Diabetes mellitus is the seventh leading cause of death in the United States and is widely prevalent in American society, affecting nearly 16 million people, or 6% of the U.S. adult population.1 Moreover, it is estimated that 7.2% of all hospitalizations in the United States involve diabetes, with more than 20% of these because of peripheral vascular disease and its related tissue damage in the lower extremities.

Nearly 50% of all nontraumatic lower extremity amputations performed in the United States are due to diabetes, with an annual incidence of 37–137 per 10,000 patients with this disease.1 Of these amputations, 9% are of a foot, 31% are of the lower leg, and 30% are at or above the knee.4 Ipsilateral higher amputations occur in 22% of cases. Contralateral amputations occur at a rate of 10% per year. After 5 years, amputees with diabetes have a 50% chance of bilateral amputation, often due to increased wear on the remaining limb. At any given time, perhaps 1 million patients with diabetes suffer from lower extremity ulcers. Wounds of the lower extremities are thus one of the major complications of diabetes, resulting in substantial morbidity and mortality.

The personal and economic costs of this problem are staggering. The cost of a primary amputation in 1986 dollars was reported to be more than $40,000.5 Current Medicare reimbursement for primary amputation is approximately $10,000.6 Sixty-eight percent of elderly amputees will be alive after 4 years, and only 40–50% will be successfully rehabilitated7,8 The length of hospital stay for primary amputation varies widely but has been reported to range from 22 to 40 days.3,9 Six to nine months may be necessary to maximize walking ability.10 Rehabilita-tion costs can add an additional $40,000–50,000.11 The total cost of amputation due to diabetes in the United States is nearly $1.5 billion per year.11 Readmission within 2 years for stump modification or re-amputation may represent an additional $1 billion expenditure.11

Primary amputation is far from an expeditious solution to the problem of foot wounds, particularly in patients with diabetes. The U.S. Department of Health has set a goal of reducing the amputation rate among patients with diabetes by 40% by 2000.12 Any treatment modality that would substantially reduce the morbidity of diabetic lower extremity wounds would have a profound effect on health-care costs. An aggressive, multidisciplinary team approach to diabetic foot management, in which patients are seen by appropriate specialists and undergo aggressive revascularization when indicated, has resulted in improved salvage and a significant cost benefit.11,13

Pathophysiology of Diabetic Foot Wounds

The diabetic foot is characterized by sensorimotor and autonomic neuropathies that lead to alteration of pressure distribution, foot deformities, and ulceration. The classical mal perforans ulcer is caused by loss of sensation and painless trauma. This can occur in the absence of ischemia and frequently heals with conservative measures, such as aggressive wound management and unweighting. Primary management is directed to patient education and foot care. Autonomic neuropathy may cause alterations in blood flow, resulting in islands of cutaneous ischemia.14

In patients with large-vessel obstruction, the mechanism of wound development is clear, and only the restoration of pulsatile blood flow will allow adequate healing. However, some patients with diabetes who have large-vessel perfusion and palpable pulses will still develop wounds that appear to be hypoxic/ischemic and will fail to heal.15,16 In these cases, the mechanism of wound development is less clear.

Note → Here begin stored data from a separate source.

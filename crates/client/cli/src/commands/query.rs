//! Read-only subcommands.

use anyhow::{Result, bail};
use clap::Parser;

use raid_core::{Identity, TokenId};
use raid_runtime::{Runtime, RuntimeHandle};

use crate::config::{CliConfig, OutputFormat};
use crate::{output, session};

/// Runs `query` against the latest state and shuts the runtime down again.
async fn with_handle<T, F, Fut>(config: &CliConfig, query: F) -> Result<T>
where
    F: FnOnce(RuntimeHandle) -> Fut,
    Fut: Future<Output = raid_runtime::Result<T>>,
{
    let runtime: Runtime = session::open(config).await?;
    let result = query(runtime.handle()).await;
    runtime.shutdown().await?;
    Ok(result?)
}

fn print_value<T>(format: OutputFormat, label: &str, value: T) -> Result<()>
where
    T: serde::Serialize + std::fmt::Display,
{
    if format == OutputFormat::Json {
        return output::print_json(&value);
    }
    println!("{label}: {value}");
    Ok(())
}

pub async fn boss(config: &CliConfig) -> Result<()> {
    let boss = with_handle(config, |handle| async move { handle.active_boss().await }).await?;
    output::print_boss(config.output, &boss)
}

pub async fn owner(config: &CliConfig) -> Result<()> {
    let owner = with_handle(config, |handle| async move { handle.owner().await }).await?;
    print_value(config.output, "operator", owner)
}

pub async fn root(config: &CliConfig) -> Result<()> {
    let root = with_handle(config, |handle| async move { handle.state_root().await }).await?;
    print_value(config.output, "state root", root)
}

/// Show a character (defaults to the caller's)
#[derive(Parser)]
pub struct CharacterQuery {
    #[arg(value_name = "OWNER")]
    owner: Option<String>,
}

impl CharacterQuery {
    pub async fn execute(self, config: &CliConfig) -> Result<()> {
        let owner = match self.owner {
            Some(owner) => Identity::new(owner),
            None => session::caller(config)?,
        };
        let query = owner.clone();
        let character =
            with_handle(config, |handle| async move { handle.character(query).await }).await?;

        match character {
            Some(character) => output::print_character(config.output, &character),
            None => bail!("{owner} has no character"),
        }
    }
}

/// Show a reward token
#[derive(Parser)]
pub struct TokenQuery {
    #[arg(value_name = "TOKEN_ID")]
    id: u64,
}

impl TokenQuery {
    pub async fn execute(self, config: &CliConfig) -> Result<()> {
        let id = TokenId(self.id);
        let token = with_handle(config, |handle| async move { handle.token(id).await }).await?;

        match token {
            Some(token) => output::print_token(config.output, &token),
            None => bail!("token #{id} does not exist"),
        }
    }
}

/// Number of reward tokens held by an identity
#[derive(Parser)]
pub struct Balance {
    /// Holder (defaults to the caller)
    #[arg(value_name = "OWNER")]
    owner: Option<String>,
}

impl Balance {
    pub async fn execute(self, config: &CliConfig) -> Result<()> {
        let owner = match self.owner {
            Some(owner) => Identity::new(owner),
            None => session::caller(config)?,
        };
        let label = format!("balance of {owner}");
        let balance =
            with_handle(config, |handle| async move { handle.balance_of(owner) }).await?;
        print_value(config.output, &label, balance)
    }
}

/// Holder of a reward token
#[derive(Parser)]
pub struct OwnerOf {
    #[arg(value_name = "TOKEN_ID")]
    id: u64,
}

impl OwnerOf {
    pub async fn execute(self, config: &CliConfig) -> Result<()> {
        let id = TokenId(self.id);
        let owner = with_handle(config, |handle| async move { handle.owner_of(id) }).await?;

        match owner {
            Some(owner) => print_value(config.output, &format!("owner of #{id}"), owner),
            None => bail!("token #{id} does not exist"),
        }
    }
}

Even in the presence of palpable pulses, patients with diabetes can have areas of low flow and hypoxia in their feet and ankles. Contributing factors may include increased blood viscosity, increased platelet aggregation, and accelerated capillary endothelial growth.17-19 Capillary wall hyalinization can lead to capillary obstruction,20,21 and capillary hyperperfusion and vasodilatation can lead to injury via subendothelial deposition of macromolecules.19 Additionally, patients with diabetes respond to local tissue stresses through thrombosis and necrosis, as opposed to the inflammatory response that occurs in the nondiabetic population.22 Regardless of the mechanism involved, the net result is focal hypoxia that can involve regions of the ankle, foot, or toes.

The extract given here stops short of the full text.